The same goes for concerns about free choice. It is, of course, notoriously controversial whether or not humans have free choice, and not just the illusion of that; but if we need to believe that our lovers freely choose their ongoing commitment to us, then it is hard to know what could ground that belief other than certain behavioural indicators that are suggestive of this, eg their apparent willingness to break the commitment when we upset or disappoint them. There is no reason why such behavioural mimicry needs to be out of bounds for robots. Elsewhere, I have defended this view of human-robot relations under the label 『ethical behaviourism』, which is a position that holds that the ultimate epistemic grounding for our beliefs about the value of relationships lies in the detectable behavioural and functional patterns of our partners, not in some deeper metaphysical truths about their existence.

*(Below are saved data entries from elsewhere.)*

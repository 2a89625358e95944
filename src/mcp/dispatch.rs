//! Request dispatcher
//!
//! Every inbound envelope walks `Received -> Validated -> Executing -> Replied`, or
//! stops early when its `type` is unknown or its fields do not match the command
//! schema. Handlers never see a request that failed validation.

use std::{collections::HashMap, sync::Arc};

use async_trait::async_trait;
use serde::Serialize;
use serde_json::{Map, Value};
use tracing::{debug, warn};

use crate::domain::{addressing, prompts, resources, tools};
use crate::errors::DispatchError;
use crate::host::{CallerContext, HostHandle};
use crate::logging::{audit_command, redact_audit_params};

#[derive(Debug, Clone, Copy, PartialEq, Eq, Hash)]
pub enum MessageKind {
    ToolsList,
    ToolsCall,
    ResourcesList,
    ResourcesRead,
    PromptsList,
    PromptsGet,
}

impl MessageKind {
    pub const ALL: [MessageKind; 6] = [
        Self::ToolsList,
        Self::ToolsCall,
        Self::ResourcesList,
        Self::ResourcesRead,
        Self::PromptsList,
        Self::PromptsGet,
    ];

    pub fn as_str(self) -> &'static str {
        match self {
            Self::ToolsList => "tools/list",
            Self::ToolsCall => "tools/call",
            Self::ResourcesList => "resources/list",
            Self::ResourcesRead => "resources/read",
            Self::PromptsList => "prompts/list",
            Self::PromptsGet => "prompts/get",
        }
    }

    pub fn parse(value: &str) -> Option<Self> {
        Self::ALL.into_iter().find(|kind| kind.as_str() == value)
    }
}

#[derive(Debug, Clone, Copy, PartialEq, Eq)]
pub enum RequestState {
    Received,
    Validated,
    Executing,
    Replied,
    Rejected,
}

impl RequestState {
    pub fn as_str(self) -> &'static str {
        match self {
            Self::Received => "received",
            Self::Validated => "validated",
            Self::Executing => "executing",
            Self::Replied => "replied",
            Self::Rejected => "rejected",
        }
    }
}

#[derive(Debug, Clone, Copy, PartialEq, Eq)]
pub enum FieldType {
    String,
    Object,
    /// A string that must decode as a resource URI.
    ResourceUri,
    /// A string that must name one of the listed prompts.
    PromptName(&'static [&'static str]),
}

impl FieldType {
    fn check(self, field: &'static str, value: &Value) -> Result<(), DispatchError> {
        let invalid = || DispatchError::InvalidField {
            field,
            expected: self.expected(),
        };
        match self {
            Self::String => value.as_str().map(drop).ok_or_else(invalid),
            Self::Object => value.as_object().map(drop).ok_or_else(invalid),
            Self::ResourceUri => {
                addressing::decode(value.as_str().ok_or_else(invalid)?)?;
                Ok(())
            }
            Self::PromptName(names) => {
                let name = value.as_str().ok_or_else(invalid)?;
                if names.contains(&name) {
                    Ok(())
                } else {
                    Err(DispatchError::InvalidPromptName(name.to_string()))
                }
            }
        }
    }

    fn expected(self) -> &'static str {
        match self {
            Self::Object => "an object",
            Self::String | Self::ResourceUri | Self::PromptName(_) => "a string",
        }
    }
}

#[derive(Debug, Clone, Copy)]
pub struct FieldSpec {
    pub name: &'static str,
    pub field_type: FieldType,
    pub required: bool,
}

impl FieldSpec {
    pub const fn required(name: &'static str, field_type: FieldType) -> Self {
        Self {
            name,
            field_type,
            required: true,
        }
    }

    pub const fn optional(name: &'static str, field_type: FieldType) -> Self {
        Self {
            name,
            field_type,
            required: false,
        }
    }
}

/// Fields a message kind must or may carry. Unlisted fields are ignored.
#[derive(Debug, Clone, Copy)]
pub struct CommandSchema {
    pub kind: MessageKind,
    pub fields: &'static [FieldSpec],
}

impl CommandSchema {
    pub fn validate(&self, envelope: RequestEnvelope) -> Result<ValidatedRequest, DispatchError> {
        for spec in self.fields {
            match envelope.fields.get(spec.name) {
                None | Some(Value::Null) if spec.required => {
                    return Err(DispatchError::MissingField {
                        kind: self.kind.as_str(),
                        field: spec.name,
                    })
                }
                Some(value) if !value.is_null() => spec.field_type.check(spec.name, value)?,
                _ => {}
            }
        }

        Ok(ValidatedRequest {
            id: envelope.id,
            kind: self.kind,
            fields: envelope.fields,
        })
    }
}

#[derive(Debug, Clone, PartialEq)]
pub struct RequestEnvelope {
    pub id: Value,
    pub kind: String,
    pub fields: Map<String, Value>,
}

impl RequestEnvelope {
    pub fn new(id: Value, kind: impl Into<String>, fields: Map<String, Value>) -> Self {
        Self {
            id,
            kind: kind.into(),
            fields,
        }
    }

    /// Split a raw `{id, type, ...}` message into an envelope.
    pub fn from_value(value: Value) -> Result<Self, DispatchError> {
        let Value::Object(mut fields) = value else {
            return Err(DispatchError::MalformedEnvelope("envelope must be an object"));
        };
        let id = match fields.remove("id") {
            Some(id) if id.is_string() || id.is_number() => id,
            _ => return Err(DispatchError::MalformedEnvelope("id is required")),
        };
        let kind = match fields.remove("type") {
            Some(Value::String(kind)) => kind,
            _ => return Err(DispatchError::MalformedEnvelope("type is required")),
        };
        Ok(Self { id, kind, fields })
    }
}

/// A request whose fields matched its command schema.
#[derive(Debug, Clone, PartialEq)]
pub struct ValidatedRequest {
    pub id: Value,
    pub kind: MessageKind,
    pub fields: Map<String, Value>,
}

impl ValidatedRequest {
    pub fn str_field(&self, name: &'static str) -> Option<&str> {
        self.fields.get(name).and_then(Value::as_str)
    }

    pub fn required_str(&self, name: &'static str) -> Result<&str, DispatchError> {
        self.str_field(name).ok_or(DispatchError::MissingField {
            kind: self.kind.as_str(),
            field: name,
        })
    }

    pub fn object_field(&self, name: &'static str) -> Option<&Map<String, Value>> {
        self.fields.get(name).and_then(Value::as_object)
    }
}

#[derive(Debug, Clone, PartialEq, Serialize)]
pub struct ReplyEnvelope {
    pub id: Value,
    pub result: Value,
}

#[derive(Debug, Clone, Copy, PartialEq, Eq)]
pub enum FailureStage {
    Validation,
    Execution,
}

/// A request that ended without a result. The transport decides how to signal it.
#[derive(Debug)]
pub struct FailedReply {
    pub id: Value,
    pub stage: FailureStage,
    pub error: DispatchError,
}

#[async_trait]
pub trait CommandHandler: Send + Sync {
    async fn handle(
        &self,
        host: &HostHandle,
        caller: &CallerContext,
        request: &ValidatedRequest,
    ) -> Result<Value, DispatchError>;
}

pub struct Command {
    pub schema: CommandSchema,
    pub handler: Arc<dyn CommandHandler>,
}

impl Command {
    pub fn new(schema: CommandSchema, handler: impl CommandHandler + 'static) -> Self {
        Self {
            schema,
            handler: Arc::new(handler),
        }
    }
}

/// Anything that can route message kinds to handlers.
pub trait CommandRouter {
    fn register_command(&mut self, command: Command);
}

/// Attach the six protocol commands to a router.
pub fn register_commands(router: &mut impl CommandRouter) {
    router.register_command(tools::list_command());
    router.register_command(tools::call_command());
    router.register_command(resources::list_command());
    router.register_command(resources::read_command());
    router.register_command(prompts::list_command());
    router.register_command(prompts::get_command());
}

#[derive(Clone, Default)]
pub struct Dispatcher {
    commands: HashMap<&'static str, Arc<Command>>,
}

impl CommandRouter for Dispatcher {
    fn register_command(&mut self, command: Command) {
        self.commands
            .insert(command.schema.kind.as_str(), Arc::new(command));
    }
}

impl Dispatcher {
    pub fn with_protocol_commands() -> Self {
        let mut dispatcher = Self::default();
        register_commands(&mut dispatcher);
        dispatcher
    }

    pub fn kinds(&self) -> Vec<&'static str> {
        let mut kinds: Vec<&'static str> = self.commands.keys().copied().collect();
        kinds.sort_unstable();
        kinds
    }

    pub async fn dispatch_value(
        &self,
        host: &HostHandle,
        caller: &CallerContext,
        message: Value,
    ) -> Result<ReplyEnvelope, FailedReply> {
        let id = message.get("id").cloned().unwrap_or(Value::Null);
        let envelope = RequestEnvelope::from_value(message).map_err(|error| FailedReply {
            id,
            stage: FailureStage::Validation,
            error,
        })?;
        self.dispatch(host, caller, envelope).await
    }

    pub async fn dispatch(
        &self,
        host: &HostHandle,
        caller: &CallerContext,
        envelope: RequestEnvelope,
    ) -> Result<ReplyEnvelope, FailedReply> {
        let kind = envelope.kind.clone();
        let audit_params = redact_audit_params(&envelope.fields);
        trace_state(&envelope.id, &kind, RequestState::Received);

        let outcome = self.run(host, caller, envelope).await;
        match &outcome {
            Ok(reply) => trace_state(&reply.id, &kind, RequestState::Replied),
            Err(failed) => {
                trace_state(&failed.id, &kind, RequestState::Rejected);
                if !failed.error.is_client_fault() {
                    warn!(
                        kind = %kind,
                        code = failed.error.code(),
                        error = %failed.error,
                        "command failed during execution"
                    );
                }
            }
        }
        audit_command(&kind, &audit_params, outcome.is_ok());
        outcome
    }

    async fn run(
        &self,
        host: &HostHandle,
        caller: &CallerContext,
        envelope: RequestEnvelope,
    ) -> Result<ReplyEnvelope, FailedReply> {
        let Some(command) = self.commands.get(envelope.kind.as_str()).cloned() else {
            return Err(FailedReply {
                id: envelope.id,
                stage: FailureStage::Validation,
                error: DispatchError::UnknownType(envelope.kind),
            });
        };

        let id = envelope.id.clone();
        let request = command
            .schema
            .validate(envelope)
            .map_err(|error| FailedReply {
                id,
                stage: FailureStage::Validation,
                error,
            })?;
        trace_state(&request.id, request.kind.as_str(), RequestState::Validated);

        trace_state(&request.id, request.kind.as_str(), RequestState::Executing);
        match command.handler.handle(host, caller, &request).await {
            Ok(result) => Ok(ReplyEnvelope {
                id: request.id,
                result,
            }),
            Err(error) => Err(FailedReply {
                id: request.id,
                stage: FailureStage::Execution,
                error,
            }),
        }
    }
}

fn trace_state(id: &Value, kind: &str, state: RequestState) {
    debug!(id = %id, kind = %kind, state = state.as_str(), "request state");
}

這樣的擔憂同時適用於自由選擇。當然,人類的自由選擇是否只是錯覺還飽受爭議。但如果要相信我們的愛人是基於自由意志自然而然地愛上我們,那除了某些能給出暗示的特定行為(如我們沮喪或對其失望時,他們明確地想要毀壞承諾),我們再無根據。同理,我們也沒有理由來懷疑模仿這些行為是超出機器人能力範圍的。此外,從「道德行為主義」這一點來看,我也堅決捍衛人機戀。「道德行為主義」者認為:人際關係的價值是基於另一半可觀察的行為及功能模式,而非基於在關於他們存在性的一些更深層的形而上真理。

notorious / n???t??ri?s/ adj. famousor well known for something bad臭名昭著的

Ethical behaviourism is a bitter pill for some. Even though he expresses the view well, Hauskeller, to take just one example, ultimately disagrees with it when it comes to human-robot relationships. He argues that the reason why behavioural patterns are enough to convince us that our human partners are in love with us is because we have no reason to doubt the sincerity of those behaviours. The problem with robots is that we do have such reasons:

道德行為主義對一些人來便是一種困擾了。例如Hauskeller,即便他很好地表述了上述想法,但他最終仍反對人機戀。他認為,行為模式之所以能讓我們相信,我們的另一半確實與我們墜入愛河,是因為我們沒有理由懷疑人類行為是否真誠。但是,機器人的問題在於,我們確實有充分理由去質疑它們的真實性:

As long as we have an alternative explanation for why the robot behaves that way (namely, that it has been designed and programmed to do so), we have no good reason to believe that its actions are expressive of anything at all.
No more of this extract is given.